Data Workflow Management, Data Preservation and Stewardship

Data Workflow Management, Data Preservation and Stewardship Peter Fox Data Science – ITEC/CSCI/ERTH-4350/6350 Week 10, November 5, 2013

Contents • Scientific Data Workflows • Data Stewardship • Summary • Next class(es) • Projects

Scientific Data Workflow • What it is • Why you would use it • Some more detail in the context of Kepler • www.kepler-project.org • Some pointer to other workflow systems

What is a workflow? • General definition: series of tasks performed to produce a final outcome • Scientific workflow – “data analysis pipeline” • Automate tedious jobs that scientists traditionally performed by hand for each dataset • Process large volumes of data faster than scientists could do by hand

Background: Business Workflows • Example: planning a trip • Need to perform a series of tasks: book a flight, reserve a hotel room, arrange for a rental car, etc. • Each task may depend on outcome of previous task • Days you reserve the hotel depend on days of the flight • If hotel has shuttle service, may not need to rent a car • E.g. tripit.com?

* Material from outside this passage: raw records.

//! Injected pool callbacks.
//!
//! Pools do not know about budgets; the owner of a pool injects a
//! [`TrunkHooks`] implementation that vetoes trunk growth and observes
//! committed-byte changes. Object lifecycle callbacks are optional and run
//! once per element: init when the element's backing memory is created,
//! destroy before it is released.

use std::fmt;
use std::sync::Arc;

use crate::error::Error;

/// Growth gate and byte-accounting observer for trunk commitment.
///
/// `check` runs before a trunk is committed and may reject the growth.
/// `notify` runs after commitment (positive delta) and after release
/// (negative delta). Both must be safe to call from any allocating thread.
pub trait TrunkHooks: Send + Sync {
    /// Vetoes or admits a prospective trunk growth of `growth_bytes`.
    fn check(&self, growth_bytes: usize) -> Result<(), Error>;

    /// Records a signed change in committed trunk bytes.
    fn notify(&self, delta_bytes: i64);
}

/// Per-object lifecycle callback.
pub type ObjectFn = Arc<dyn Fn(&mut [u8]) + Send + Sync>;

/// Optional object init/destroy callbacks, shared across a pool's elements.
#[derive(Clone, Default)]
pub struct ObjectHooks {
    /// Invoked once when an element's backing memory is created.
    pub init: Option<ObjectFn>,
    /// Invoked once before an element's backing memory is released.
    pub destroy: Option<ObjectFn>,
}

impl ObjectHooks {
    /// Hooks that do nothing.
    #[must_use]
    pub fn none() -> Self {
        Self::default()
    }

    pub(crate) fn run_init(&self, obj: &mut [u8]) {
        if let Some(init) = &self.init {
            init(obj);
        }
    }

    pub(crate) fn run_destroy(&self, obj: &mut [u8]) {
        if let Some(destroy) = &self.destroy {
            destroy(obj);
        }
    }
}

impl fmt::Debug for ObjectHooks {
    fn fmt(&self, f: &mut fmt::Formatter<'_>) -> fmt::Result {
        f.debug_struct("ObjectHooks")
            .field("init", &self.init.is_some())
            .field("destroy", &self.destroy.is_some())
            .finish()
    }
}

What about scientific workflows? • Perform a set of transformations/ operations on a scientific dataset • Examples • Generating images from raw data • Identifying areas of interest in a large dataset • Classifying set of objects • Querying a web service for more information on a set of objects • Many others…

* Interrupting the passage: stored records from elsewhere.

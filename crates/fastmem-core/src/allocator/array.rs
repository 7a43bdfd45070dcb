//! Flat allocator array.
//!
//! Every bucket pool across all regions is registered here in order, followed
//! by the single heap-fallback entry. A block's header records its slot index
//! so free-time lookup is O(1). The array is built once during context
//! initialization and read-only afterwards.

use crate::pool::TrunkPool;

/// One slot in the flat array: a bucket's pool, or the heap fallback.
pub(crate) struct BucketAllocator {
    /// Corruption/misuse guard copied into every block allocated here.
    pub(crate) magic: u32,
    /// Backing pool; `None` marks the heap fallback.
    pub(crate) pool: Option<TrunkPool>,
}

impl BucketAllocator {
    pub(crate) fn pooled(&self) -> bool {
        self.pool.is_some()
    }
}

/// Ordered, append-only list of every allocator in a context.
pub(crate) struct AllocatorArray {
    slots: Vec<BucketAllocator>,
}

impl AllocatorArray {
    pub(crate) fn new() -> Self {
        Self { slots: Vec::new() }
    }

    pub(crate) fn len(&self) -> usize {
        self.slots.len()
    }

    /// Ensures backing capacity for `additional` more slots.
    ///
    /// The first growth picks the smallest tier from
    /// 128/256/512/1024 that fits (or twice the target beyond that);
    /// later growths double until sufficient. Growth only happens during
    /// context construction, so the schedule bounds reallocation to a
    /// handful of copies.
    pub(crate) fn check_capacity(&mut self, additional: usize) {
        let target = self.slots.len() + additional;
        if self.slots.capacity() >= target {
            return;
        }

        let capacity = if self.slots.capacity() == 0 {
            match target {
                t if t < 128 => 128,
                t if t < 256 => 256,
                t if t < 512 => 512,
                t if t < 1024 => 1024,
                t => 2 * t,
            }
        } else {
            let mut capacity = self.slots.capacity();
            while capacity < target {
                capacity *= 2;
            }
            capacity
        };

        self.slots.reserve_exact(capacity - self.slots.len());
    }

    /// Registers a bucket pool, returning its slot index.
    pub(crate) fn register_pool(&mut self, pool: TrunkPool) -> usize {
        self.register(Some(pool))
    }

    /// Registers the heap-fallback entry, returning its slot index.
    pub(crate) fn register_fallback(&mut self) -> usize {
        self.register(None)
    }

    fn register(&mut self, pool: Option<TrunkPool>) -> usize {
        let index = self.slots.len();
        self.slots.push(BucketAllocator {
            magic: rand::random::<u32>(),
            pool,
        });
        index
    }

    pub(crate) fn get(&self, index: usize) -> Option<&BucketAllocator> {
        self.slots.get(index)
    }

    pub(crate) fn iter(&self) -> impl Iterator<Item = &BucketAllocator> {
        self.slots.iter()
    }
}

#[cfg(test)]
mod tests {
    use super::*;
    use crate::pool::{ObjectHooks, TrunkPool};

    fn test_pool(size: usize) -> TrunkPool {
        TrunkPool::new(format!("t-{size}"), size, 4, 0, ObjectHooks::none(), None)
    }

    #[test]
    fn first_growth_uses_smallest_tier() {
        let mut array = AllocatorArray::new();
        array.check_capacity(10);
        assert!(array.slots.capacity() >= 128);
    }

    #[test]
    fn large_first_growth_doubles_target() {
        let mut array = AllocatorArray::new();
        array.check_capacity(1500);
        assert!(array.slots.capacity() >= 3000);
    }

    #[test]
    fn subsequent_growth_doubles() {
        let mut array = AllocatorArray::new();
        array.check_capacity(10);
        let first = array.slots.capacity();
        array.check_capacity(first + 1);
        assert!(array.slots.capacity() >= 2 * first);
    }

    #[test]
    fn registration_assigns_sequential_indices() {
        let mut array = AllocatorArray::new();
        array.check_capacity(3);
        assert_eq!(array.register_pool(test_pool(8)), 0);
        assert_eq!(array.register_pool(test_pool(16)), 1);
        assert_eq!(array.register_fallback(), 2);
        assert_eq!(array.len(), 3);
        assert!(array.get(0).unwrap().pooled());
        assert!(!array.get(2).unwrap().pooled());
        assert!(array.get(3).is_none());
    }

    #[test]
    fn magic_numbers_differ_between_slots() {
        let mut array = AllocatorArray::new();
        for _ in 0..16 {
            array.register_pool(test_pool(8));
        }
        let first = array.get(0).unwrap().magic;
        let all_same = (1..16).all(|i| array.get(i).unwrap().magic == first);
        assert!(!all_same);
    }
}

More on Scientific Workflows • Formal models of the flow of data among processing components • May be simple and linear or more complex • Can process many data types: • Archived data • Streaming sensor data • Images (e.g., medical or satellite) • Simulation output • Observational data

Challenges • Questions: • What are some challenges for scientists implementing scientific workflows? • What are some challenges to executing these workflows? • What are limitations of writing a program?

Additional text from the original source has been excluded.